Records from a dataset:
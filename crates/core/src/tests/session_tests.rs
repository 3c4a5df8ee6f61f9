// Copyright (C) 2026 Fred Clausen
// Use of this source code is governed by an MIT-style
// license that can be found in the LICENSE file or at
// https://opensource.org/licenses/MIT.

use std::time::Duration;

use torre_domain::{Role, Theme, ThemeMode};
use torre_persistence::{MemoryBackend, SessionBackend};

use super::helpers::DarkAppearance;
use crate::SessionStore;

fn session_store(backend: MemoryBackend) -> SessionStore {
    SessionStore::new(Box::new(backend)).with_login_delay(Duration::ZERO)
}

#[tokio::test]
async fn test_login_with_empty_email_fails() {
    let mut store = session_store(MemoryBackend::new());

    let ok = store.login("", "x").await;

    assert!(!ok);
    assert!(!store.is_authenticated());
    assert!(store.user().is_none());
}

#[tokio::test]
async fn test_login_with_empty_password_fails() {
    let mut store = session_store(MemoryBackend::new());

    assert!(!store.login("a@b.com", "").await);
    assert!(!store.is_authenticated());
}

#[tokio::test]
async fn test_login_with_credentials_succeeds() {
    let mut store = session_store(MemoryBackend::new());

    let ok = store.login("a@b.com", "pw").await;

    assert!(ok);
    assert!(store.is_authenticated());
    let user = store.user().expect("user populated after login");
    assert_eq!(user.email, "a@b.com");
    assert_eq!(user.name, "Admin User");
    assert_eq!(user.role, Role::Admin);
}

#[tokio::test]
async fn test_logout_returns_to_anonymous() {
    let mut store = session_store(MemoryBackend::new());
    store.login("a@b.com", "pw").await;

    store.logout();

    assert!(!store.is_authenticated());
    assert!(store.user().is_none());
}

#[tokio::test]
async fn test_failed_login_persists_nothing() {
    let backend = MemoryBackend::new();
    let mut store = session_store(backend.clone());

    store.login("", "").await;

    assert!(backend.load().unwrap().is_none());
}

#[tokio::test]
async fn test_session_survives_restart() {
    let backend = MemoryBackend::new();
    let mut store = session_store(backend.clone());
    store.login("a@b.com", "pw").await;
    store.set_theme(Theme::Dark);
    drop(store);

    let restored = session_store(backend);

    assert!(restored.is_authenticated());
    assert_eq!(restored.user().unwrap().email, "a@b.com");
    assert_eq!(restored.theme(), Theme::Dark);
}

#[test]
fn test_fresh_session_defaults_to_anonymous_system() {
    let store = session_store(MemoryBackend::new());

    assert!(!store.is_authenticated());
    assert!(store.user().is_none());
    assert_eq!(store.theme(), Theme::System);
}

#[test]
fn test_set_theme_resolves_explicit_modes() {
    let mut store = session_store(MemoryBackend::new());

    store.set_theme(Theme::Dark);
    assert_eq!(store.applied_mode(), ThemeMode::Dark);

    store.set_theme(Theme::Light);
    assert_eq!(store.applied_mode(), ThemeMode::Light);
}

#[test]
fn test_system_theme_resolves_against_appearance_source() {
    let mut store = session_store(MemoryBackend::new()).with_appearance(Box::new(DarkAppearance));

    store.set_theme(Theme::System);

    assert_eq!(store.theme(), Theme::System);
    assert_eq!(store.applied_mode(), ThemeMode::Dark);
}

#[test]
fn test_set_theme_persists_preference() {
    let backend = MemoryBackend::new();
    let mut store = session_store(backend.clone());

    store.set_theme(Theme::Light);

    let record = backend.load().unwrap().expect("record persisted");
    assert_eq!(record.theme, Theme::Light);
    assert!(!record.is_authenticated);
}

#[tokio::test]
async fn test_subscription_observes_login_and_logout() {
    let mut store = session_store(MemoryBackend::new());
    let mut rx = store.subscribe();

    store.login("a@b.com", "pw").await;
    assert!(rx.has_changed().unwrap());
    rx.mark_unchanged();

    store.logout();
    assert!(rx.has_changed().unwrap());
}
// Copyright (C) 2026 Fred Clausen
// Use of this source code is governed by an MIT-style
// license that can be found in the LICENSE file or at
// https://opensource.org/licenses/MIT.

//! Tenant business directory records.

use crate::error::DomainError;
use serde::{Deserialize, Serialize};
use std::str::FromStr;
use time::OffsetDateTime;

/// Listing status of a tenant business.
#[derive(Debug, Clone, Copy, PartialEq, Eq, Serialize, Deserialize)]
#[serde(rename_all = "snake_case")]
pub enum BusinessStatus {
    /// The business is shown in the public directory.
    Active,
    /// The business is hidden from the public directory.
    Inactive,
}

impl BusinessStatus {
    /// Returns the string representation of the status.
    #[must_use]
    pub const fn as_str(&self) -> &'static str {
        match self {
            Self::Active => "active",
            Self::Inactive => "inactive",
        }
    }
}

impl FromStr for BusinessStatus {
    type Err = DomainError;

    fn from_str(s: &str) -> Result<Self, Self::Err> {
        match s {
            "active" => Ok(Self::Active),
            "inactive" => Ok(Self::Inactive),
            _ => Err(DomainError::InvalidBusinessStatus(s.to_string())),
        }
    }
}

impl std::fmt::Display for BusinessStatus {
    fn fmt(&self, f: &mut std::fmt::Formatter<'_>) -> std::fmt::Result {
        write!(f, "{}", self.as_str())
    }
}

/// A tenant's public-facing directory entry.
///
/// `floor` here is a free-text location label (e.g. "Piso 3, Local 301"),
/// distinct from the numeric [`Environment::floor`](crate::Environment).
#[derive(Debug, Clone, PartialEq, Eq, Serialize, Deserialize)]
pub struct Business {
    /// Unique identifier, assigned at creation, immutable.
    pub id: String,
    /// Display name.
    pub name: String,
    /// Display description.
    pub description: String,
    /// Free-form category label (e.g. "Gastronomía").
    pub category: String,
    /// Single logo image reference.
    pub logo: String,
    /// Ordered image references; may be empty.
    pub images: Vec<String>,
    /// Contact phone number.
    pub phone: String,
    /// Contact email address.
    pub email: String,
    /// Optional website URL.
    pub website: Option<String>,
    /// Free-text location label within the building.
    pub floor: String,
    /// Free-text opening hours.
    pub schedule: String,
    /// Directory listing status.
    pub status: BusinessStatus,
    /// Creation timestamp, stamped once at creation and never mutated.
    #[serde(with = "time::serde::rfc3339")]
    pub created_at: OffsetDateTime,
}

#[cfg(test)]
mod tests {
    use super::*;

    #[test]
    fn test_status_string_round_trip() {
        for status in [BusinessStatus::Active, BusinessStatus::Inactive] {
            let s = status.as_str();
            match BusinessStatus::from_str(s) {
                Ok(parsed) => assert_eq!(status, parsed),
                Err(e) => panic!("Failed to parse status string: {s}: {e}"),
            }
        }
    }

    #[test]
    fn test_invalid_status_string() {
        assert!(BusinessStatus::from_str("closed").is_err());
    }
}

WHAT NEEDS TO BE DONE: A complete, exact repeat of the records is the required answer.

ANSWER SPACE:
filename crates/core/src/tests/session_tests.rs
repository 3c4a5df8ee6f61f9
// Copyright (C) 2026 Fred Clausen
// Use of this source code is governed by an MIT-style
// license that can be found in the LICENSE file or at
// https://opensource.org/licenses/MIT.

use std::time::Duration;

use torre_domain::{Role, Theme, ThemeMode};
use torre_persistence::{MemoryBackend, SessionBackend};

use super::helpers::DarkAppearance;
use crate::SessionStore;

fn session_store(backend: MemoryBackend) -> SessionStore {
    SessionStore::new(Box::new(backend)).with_login_delay(Duration::ZERO)
}

#[tokio::test]
async fn test_login_with_empty_email_fails() {
    let mut store = session_store(MemoryBackend::new());

    let ok = store.login("", "x").await;

    assert!(!ok);
    assert!(!store.is_authenticated());
    assert!(store.user().is_none());
}

#[tokio::test]
async fn test_login_with_empty_password_fails() {
    let mut store = session_store(MemoryBackend::new());

    assert!(!store.login("a@b.com", "").await);
    assert!(!store.is_authenticated());
}

#[tokio::test]
async fn test_login_with_credentials_succeeds() {
    let mut store = session_store(MemoryBackend::new());

    let ok = store.login("a@b.com", "pw").await;

    assert!(ok);
    assert!(store.is_authenticated());
    let user = store.user().expect("user populated after login");
    assert_eq!(user.email, "a@b.com");
    assert_eq!(user.name, "Admin User");
    assert_eq!(user.role, Role::Admin);
}

#[tokio::test]
async fn test_logout_returns_to_anonymous() {
    let mut store = session_store(MemoryBackend::new());
    store.login("a@b.com", "pw").await;

    store.logout();

    assert!(!store.is_authenticated());
    assert!(store.user().is_none());
}

#[tokio::test]
async fn test_failed_login_persists_nothing() {
    let backend = MemoryBackend::new();
    let mut store = session_store(backend.clone());

    store.login("", "").await;

    assert!(backend.load().unwrap().is_none());
}

#[tokio::test]
async fn test_session_survives_restart() {
    let backend = MemoryBackend::new();
    let mut store = session_store(backend.clone());
    store.login("a@b.com", "pw").await;
    store.set_theme(Theme::Dark);
    drop(store);

    let restored = session_store(backend);

    assert!(restored.is_authenticated());
    assert_eq!(restored.user().unwrap().email, "a@b.com");
    assert_eq!(restored.theme(), Theme::Dark);
}

#[test]
fn test_fresh_session_defaults_to_anonymous_system() {
    let store = session_store(MemoryBackend::new());

    assert!(!store.is_authenticated());
    assert!(store.user().is_none());
    assert_eq!(store.theme(), Theme::System);
}

#[test]
fn test_set_theme_resolves_explicit_modes() {
    let mut store = session_store(MemoryBackend::new());

    store.set_theme(Theme::Dark);
    assert_eq!(store.applied_mode(), ThemeMode::Dark);

    store.set_theme(Theme::Light);
    assert_eq!(store.applied_mode(), ThemeMode::Light);
}

#[test]
fn test_system_theme_resolves_against_appearance_source() {
    let mut store = session_store(MemoryBackend::new()).with_appearance(Box::new(DarkAppearance));

    store.set_theme(Theme::System);

    assert_eq!(store.theme(), Theme::System);
    assert_eq!(store.applied_mode(), ThemeMode::Dark);
}

#[test]
fn test_set_theme_persists_preference() {
    let backend = MemoryBackend::new();
    let mut store = session_store(backend.clone());

    store.set_theme(Theme::Light);

    let record = backend.load().unwrap().expect("record persisted");
    assert_eq!(record.theme, Theme::Light);
    assert!(!record.is_authenticated);
}

#[tokio::test]
async fn test_subscription_observes_login_and_logout() {
    let mut store = session_store(MemoryBackend::new());
    let mut rx = store.subscribe();

    store.login("a@b.com", "pw").await;
    assert!(rx.has_changed().unwrap());
    rx.mark_unchanged();

    store.logout();
    assert!(rx.has_changed().unwrap());
}
// Copyright (C) 2026 Fred Clausen
// Use of this source code is governed by an MIT-style
// license that can be found in the LICENSE file or at
// https://opensource.org/licenses/MIT.

//! Tenant business directory records.

use crate::error::DomainError;
use serde::{Deserialize, Serialize};
use std::str::FromStr;
use time::OffsetDateTime;

/// Listing status of a tenant business.
#[derive(Debug, Clone, Copy, PartialEq, Eq, Serialize, Deserialize)]
#[serde(rename_all = "snake_case")]
pub enum BusinessStatus {
    /// The business is shown in the public directory.
    Active,
    /// The business is hidden from the public directory.
    Inactive,
}

impl BusinessStatus {
    /// Returns the string representation of the status.
    #[must_use]
    pub const fn as_str(&self) -> &'static str {
        match self {
            Self::Active => "active",
            Self::Inactive => "inactive",
        }
    }
}

impl FromStr for BusinessStatus {
    type Err = DomainError;

    fn from_str(s: &str) -> Result<Self, Self::Err> {
        match s {
            "active" => Ok(Self::Active),
            "inactive" => Ok(Self::Inactive),
            _ => Err(DomainError::InvalidBusinessStatus(s.to_string())),
        }
    }
}

impl std::fmt::Display for BusinessStatus {
    fn fmt(&self, f: &mut std::fmt::Formatter<'_>) -> std::fmt::Result {
        write!(f, "{}", self.as_str())
    }
}

/// A tenant's public-facing directory entry.
///
/// `floor` here is a free-text location label (e.g. "Piso 3, Local 301"),
/// distinct from the numeric [`Environment::floor`](crate::Environment).
#[derive(Debug, Clone, PartialEq, Eq, Serialize, Deserialize)]
pub struct Business {
    /// Unique identifier, assigned at creation, immutable.
    pub id: String,
    /// Display name.
    pub name: String,
    /// Display description.
    pub description: String,
    /// Free-form category label (e.g. "Gastronomía").
    pub category: String,
    /// Single logo image reference.
    pub logo: String,
    /// Ordered image references; may be empty.
    pub images: Vec<String>,
    /// Contact phone number.
    pub phone: String,
    /// Contact email address.
    pub email: String,
    /// Optional website URL.
    pub website: Option<String>,
    /// Free-text location label within the building.
    pub floor: String,
    /// Free-text opening hours.
    pub schedule: String,
    /// Directory listing status.
    pub status: BusinessStatus,
    /// Creation timestamp, stamped once at creation and never mutated.
    #[serde(with = "time::serde::rfc3339")]
    pub created_at: OffsetDateTime,
}

#[cfg(test)]
mod tests {
    use super::*;

    #[test]
    fn test_status_string_round_trip() {
        for status in [BusinessStatus::Active, BusinessStatus::Inactive] {
            let s = status.as_str();
            match BusinessStatus::from_str(s) {
                Ok(parsed) => assert_eq!(status, parsed),
                Err(e) => panic!("Failed to parse status string: {s}: {e}"),
            }
        }
    }

    #[test]
    fn test_invalid_status_string() {
        assert!(BusinessStatus::from_str("closed").is_err());
    }
}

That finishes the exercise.